TASK TO COMPLETE: Begin at the top of the following data. Copy each line exactly until you have copied the line containing "use super::defaults;".

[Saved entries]
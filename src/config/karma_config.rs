//! Karma Configuration - column names, aggregation specs and scoring constants
//!
//! Every tunable of the pipeline is a field in this module. Each struct
//! implements `Default`, so an empty or missing TOML file yields the
//! built-in behaviour.

use serde::{Deserialize, Serialize};
use std::collections::HashSet;
use std::path::{Path, PathBuf};
use tracing::{info, warn};

use super::defaults;
use crate::features::{AggregateStat, AggregationSpec};

/// Environment variable pointing at a TOML config file.
pub const CONFIG_ENV_VAR: &str = "KARMA_CONFIG";

/// Config file looked up in the working directory.
pub const LOCAL_CONFIG_FILE: &str = "karma_config.toml";

// ============================================================================
// Top-Level Config
// ============================================================================

/// Root configuration.
///
/// Load with `KarmaConfig::load()` which searches:
/// 1. `$KARMA_CONFIG` env var
/// 2. `./karma_config.toml`
/// 3. Built-in defaults
#[derive(Debug, Clone, PartialEq, Serialize, Deserialize)]
pub struct KarmaConfig {
    #[serde(default)]
    pub paths: PathsConfig,

    #[serde(default)]
    pub columns: ColumnsConfig,

    #[serde(default)]
    pub laps: LapConfig,

    /// Per-signal aggregates computed for every lap
    #[serde(default = "default_aggregations")]
    pub aggregation: Vec<AggregationSpec>,

    #[serde(default)]
    pub inference: InferenceConfig,

    #[serde(default)]
    pub karma: KarmaStreamConfig,

    #[serde(default)]
    pub server: ServerConfig,
}

impl Default for KarmaConfig {
    fn default() -> Self {
        Self {
            paths: PathsConfig::default(),
            columns: ColumnsConfig::default(),
            laps: LapConfig::default(),
            aggregation: default_aggregations(),
            inference: InferenceConfig::default(),
            karma: KarmaStreamConfig::default(),
            server: ServerConfig::default(),
        }
    }
}

impl KarmaConfig {
    /// Load configuration using the standard search order:
    /// 1. `$KARMA_CONFIG` environment variable
    /// 2. `./karma_config.toml` in the current working directory
    /// 3. Built-in defaults
    pub fn load() -> Self {
        if let Ok(path) = std::env::var(CONFIG_ENV_VAR) {
            let p = PathBuf::from(&path);
            if p.exists() {
                match Self::load_from_file(&p) {
                    Ok(config) => {
                        info!(path = %p.display(), "Loaded karma config from {}", CONFIG_ENV_VAR);
                        return config;
                    }
                    Err(e) => {
                        warn!(path = %p.display(), error = %e, "Failed to load config from {}, falling back", CONFIG_ENV_VAR);
                    }
                }
            } else {
                warn!(path = %path, "{} points to non-existent file, falling back", CONFIG_ENV_VAR);
            }
        }

        let local = PathBuf::from(LOCAL_CONFIG_FILE);
        if local.exists() {
            match Self::load_from_file(&local) {
                Ok(config) => {
                    info!("Loaded karma config from ./{}", LOCAL_CONFIG_FILE);
                    return config;
                }
                Err(e) => {
                    warn!(error = %e, "Failed to load ./{}, using defaults", LOCAL_CONFIG_FILE);
                }
            }
        }

        info!("No {} found, using built-in defaults", LOCAL_CONFIG_FILE);
        Self::default()
    }

    /// Load from a specific TOML file path.
    pub fn load_from_file(path: &Path) -> Result<Self, ConfigError> {
        let contents = std::fs::read_to_string(path)
            .map_err(|source| ConfigError::Io {
                path: path.to_path_buf(),
                source,
            })?;
        Self::from_toml_str(&contents).map_err(|e| match e {
            ConfigError::Parse { source, .. } => ConfigError::Parse {
                path: path.to_path_buf(),
                source,
            },
            other => other,
        })
    }

    /// Parse and validate a TOML document. Unknown keys only warn.
    pub fn from_toml_str(contents: &str) -> Result<Self, ConfigError> {
        for w in super::validation::validate_unknown_keys(contents) {
            warn!("{}", w);
        }

        let config: Self =
            toml::from_str(contents).map_err(|source| ConfigError::Parse {
                path: PathBuf::from("<inline>"),
                source,
            })?;
        config.validate()?;
        Ok(config)
    }

    /// Serialize the current config to a TOML string.
    pub fn to_toml(&self) -> Result<String, ConfigError> {
        toml::to_string_pretty(self).map_err(ConfigError::Serialize)
    }

    /// Directory holding processed feature / karma tables.
    pub fn processed_dir(&self) -> PathBuf {
        self.paths.data_root.join("processed")
    }

    /// Validate all settings for internal consistency.
    pub fn validate(&self) -> Result<(), ConfigError> {
        let mut errors: Vec<String> = Vec::new();

        // Columns
        let c = &self.columns;
        if c.vehicle.trim().is_empty() {
            errors.push("columns.vehicle must not be empty".to_string());
        }
        if c.timestamp_candidates.iter().all(|s| s.trim().is_empty()) {
            errors.push("columns.timestamp_candidates must name at least one column".to_string());
        }
        if c.signal_name == c.signal_value {
            errors.push(format!(
                "columns.signal_name and columns.signal_value must differ (both '{}')",
                c.signal_name
            ));
        }

        // Lap windowing
        if !self.laps.window_seconds.is_finite() || self.laps.window_seconds <= 0.0 {
            errors.push(format!(
                "laps.window_seconds must be a positive finite number, got {}",
                self.laps.window_seconds
            ));
        }

        // Aggregations
        let mut seen: HashSet<&str> = HashSet::new();
        for spec in &self.aggregation {
            if spec.signal.trim().is_empty() {
                errors.push("aggregation entries must name a signal".to_string());
            } else if !seen.insert(spec.signal.as_str()) {
                errors.push(format!("aggregation signal '{}' listed more than once", spec.signal));
            }
            if spec.stats.is_empty() {
                errors.push(format!("aggregation '{}' must list at least one stat", spec.signal));
            }
        }

        // Inference
        let inf = &self.inference;
        Self::check_unit_interval(inf.materiality_threshold, "inference.materiality_threshold", &mut errors);
        Self::check_unit_interval(inf.medium_risk_threshold, "inference.medium_risk_threshold", &mut errors);
        Self::check_unit_interval(inf.high_risk_threshold, "inference.high_risk_threshold", &mut errors);
        if inf.medium_risk_threshold > inf.high_risk_threshold {
            errors.push(format!(
                "inference.medium_risk_threshold ({:.2}) must be <= high_risk_threshold ({:.2})",
                inf.medium_risk_threshold, inf.high_risk_threshold
            ));
        }

        // Karma
        let k = &self.karma;
        if !(0.0..1.0).contains(&k.smoothing) {
            errors.push(format!("karma.smoothing must be in [0, 1), got {}", k.smoothing));
        }
        if !k.trend_deadband.is_finite() || k.trend_deadband < 0.0 {
            errors.push(format!("karma.trend_deadband must be >= 0, got {}", k.trend_deadband));
        }
        if k.trend_lookback_laps == 0 {
            errors.push("karma.trend_lookback_laps must be > 0".to_string());
        }

        if self.server.max_upload_bytes == 0 {
            errors.push("server.max_upload_bytes must be > 0".to_string());
        }

        if errors.is_empty() {
            Ok(())
        } else {
            Err(ConfigError::Validation(errors))
        }
    }

    fn check_unit_interval(value: f64, name: &str, errors: &mut Vec<String>) {
        if !(0.0..=1.0).contains(&value) {
            errors.push(format!("{name} must be in [0, 1], got {value}"));
        }
    }
}

// ============================================================================
// Error Type
// ============================================================================

#[derive(Debug, thiserror::Error)]
pub enum ConfigError {
    #[error("Config I/O error ({}): {source}", .path.display())]
    Io {
        path: PathBuf,
        source: std::io::Error,
    },
    #[error("Config parse error ({}): {source}", .path.display())]
    Parse {
        path: PathBuf,
        source: toml::de::Error,
    },
    #[error("Config serialization error: {0}")]
    Serialize(#[from] toml::ser::Error),
    #[error("Config validation failed:\n  - {}", .0.join("\n  - "))]
    Validation(Vec<String>),
}

// ============================================================================
// Sections
// ============================================================================

/// Filesystem locations.
#[derive(Debug, Clone, PartialEq, Serialize, Deserialize)]
pub struct PathsConfig {
    /// Root for processed outputs (`<data_root>/processed`)
    #[serde(default = "default_data_root")]
    pub data_root: PathBuf,

    /// Directory holding model and scaler artifacts
    #[serde(default = "default_artifact_dir")]
    pub artifact_dir: PathBuf,
}

impl Default for PathsConfig {
    fn default() -> Self {
        Self {
            data_root: default_data_root(),
            artifact_dir: default_artifact_dir(),
        }
    }
}

fn default_data_root() -> PathBuf {
    PathBuf::from("data")
}
fn default_artifact_dir() -> PathBuf {
    PathBuf::from("artifacts")
}

/// Recognized column names in raw telemetry.
#[derive(Debug, Clone, PartialEq, Serialize, Deserialize)]
pub struct ColumnsConfig {
    /// Mandatory vehicle identifier column
    #[serde(default = "default_vehicle_col")]
    pub vehicle: String,

    /// Optional car number column, used to match race results keyed by
    /// `NUMBER` to telemetry vehicle ids
    #[serde(default = "default_vehicle_number_col")]
    pub vehicle_number: String,

    /// Timestamp columns in priority order; first present wins
    #[serde(default = "default_timestamp_candidates")]
    pub timestamp_candidates: Vec<String>,

    /// Lap columns in priority order; first present wins
    #[serde(default = "default_lap_candidates")]
    pub lap_candidates: Vec<String>,

    /// Signal-name column of long-format telemetry
    #[serde(default = "default_signal_name")]
    pub signal_name: String,

    /// Signal-value column of long-format telemetry
    #[serde(default = "default_signal_value")]
    pub signal_value: String,
}

impl Default for ColumnsConfig {
    fn default() -> Self {
        Self {
            vehicle: default_vehicle_col(),
            vehicle_number: default_vehicle_number_col(),
            timestamp_candidates: default_timestamp_candidates(),
            lap_candidates: default_lap_candidates(),
            signal_name: default_signal_name(),
            signal_value: default_signal_value(),
        }
    }
}

fn default_vehicle_col() -> String {
    "vehicle_id".to_string()
}
fn default_vehicle_number_col() -> String {
    "vehicle_number".to_string()
}
fn default_timestamp_candidates() -> Vec<String> {
    vec!["meta_time".to_string(), "timestamp".to_string()]
}
fn default_lap_candidates() -> Vec<String> {
    vec!["lap".to_string(), "lap_number".to_string()]
}
fn default_signal_name() -> String {
    "telemetry_name".to_string()
}
fn default_signal_value() -> String {
    "telemetry_value".to_string()
}

/// Lap assignment tuning.
#[derive(Debug, Clone, PartialEq, Serialize, Deserialize)]
pub struct LapConfig {
    /// Bucket width of the approximate fixed-window assignment (seconds)
    #[serde(default = "default_window_seconds")]
    pub window_seconds: f64,
}

impl Default for LapConfig {
    fn default() -> Self {
        Self {
            window_seconds: default_window_seconds(),
        }
    }
}

fn default_window_seconds() -> f64 {
    defaults::FIXED_LAP_WINDOW_SECS
}

/// Risk inference tuning.
#[derive(Debug, Clone, PartialEq, Serialize, Deserialize)]
pub struct InferenceConfig {
    /// Minimum probability for a component to be reported as most at risk
    #[serde(default = "default_materiality")]
    pub materiality_threshold: f64,

    /// Overall probability above which risk is "medium"
    #[serde(default = "default_medium_risk")]
    pub medium_risk_threshold: f64,

    /// Overall probability above which risk is "high"
    #[serde(default = "default_high_risk")]
    pub high_risk_threshold: f64,
}

impl Default for InferenceConfig {
    fn default() -> Self {
        Self {
            materiality_threshold: default_materiality(),
            medium_risk_threshold: default_medium_risk(),
            high_risk_threshold: default_high_risk(),
        }
    }
}

fn default_materiality() -> f64 {
    defaults::COMPONENT_MATERIALITY_THRESHOLD
}
fn default_medium_risk() -> f64 {
    defaults::MEDIUM_RISK_THRESHOLD
}
fn default_high_risk() -> f64 {
    defaults::HIGH_RISK_THRESHOLD
}

/// Karma stream smoothing and trend settings.
#[derive(Debug, Clone, PartialEq, Serialize, Deserialize)]
pub struct KarmaStreamConfig {
    /// EWMA weight of the previous smoothed value (0 = no smoothing)
    #[serde(default = "default_smoothing")]
    pub smoothing: f64,

    /// Laps back used for trend comparison
    #[serde(default = "default_trend_lookback")]
    pub trend_lookback_laps: u32,

    /// Absolute karma change treated as "stable"
    #[serde(default = "default_trend_deadband")]
    pub trend_deadband: f64,
}

impl Default for KarmaStreamConfig {
    fn default() -> Self {
        Self {
            smoothing: default_smoothing(),
            trend_lookback_laps: default_trend_lookback(),
            trend_deadband: default_trend_deadband(),
        }
    }
}

fn default_smoothing() -> f64 {
    defaults::KARMA_SMOOTHING
}
fn default_trend_lookback() -> u32 {
    defaults::TREND_LOOKBACK_LAPS
}
fn default_trend_deadband() -> f64 {
    defaults::TREND_DEADBAND
}

/// HTTP boundary settings.
#[derive(Debug, Clone, PartialEq, Serialize, Deserialize)]
pub struct ServerConfig {
    #[serde(default = "default_addr")]
    pub addr: String,

    /// Largest accepted upload body (bytes)
    #[serde(default = "default_max_upload")]
    pub max_upload_bytes: usize,
}

impl Default for ServerConfig {
    fn default() -> Self {
        Self {
            addr: default_addr(),
            max_upload_bytes: default_max_upload(),
        }
    }
}

fn default_addr() -> String {
    "0.0.0.0:5000".to_string()
}
fn default_max_upload() -> usize {
    defaults::MAX_UPLOAD_BYTES
}

/// Default aggregation table for the VIR telemetry feed.
pub fn default_aggregations() -> Vec<AggregationSpec> {
    use AggregateStat::{Max, Mean, Min, Std};
    let spec = |signal: &str, stats: &[AggregateStat]| AggregationSpec {
        signal: signal.to_string(),
        stats: stats.to_vec(),
    };
    vec![
        spec("speed", &[Mean, Max, Min, Std]),
        spec("Steering_Angle", &[Mean, Std]),
        spec("ath", &[Mean, Max, Std]),
        spec("pbrake_f", &[Mean, Max]),
        spec("pbrake_r", &[Mean, Max]),
        spec("nmot", &[Mean, Max, Std]),
        spec("accx_can", &[Mean, Max, Min, Std]),
        spec("accy_can", &[Mean, Max, Min, Std]),
        spec("gear", &[Mean, Max]),
    ]
}

// ============================================================================
// Tests
// ============================================================================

ANSWER SPACE:
filename src/config/karma_config.rs
//! Karma Configuration - column names, aggregation specs and scoring constants
//!
//! Every tunable of the pipeline is a field in this module. Each struct
//! implements `Default`, so an empty or missing TOML file yields the
//! built-in behaviour.

use serde::{Deserialize, Serialize};
use std::collections::HashSet;
use std::path::{Path, PathBuf};
use tracing::{info, warn};

use super::defaults;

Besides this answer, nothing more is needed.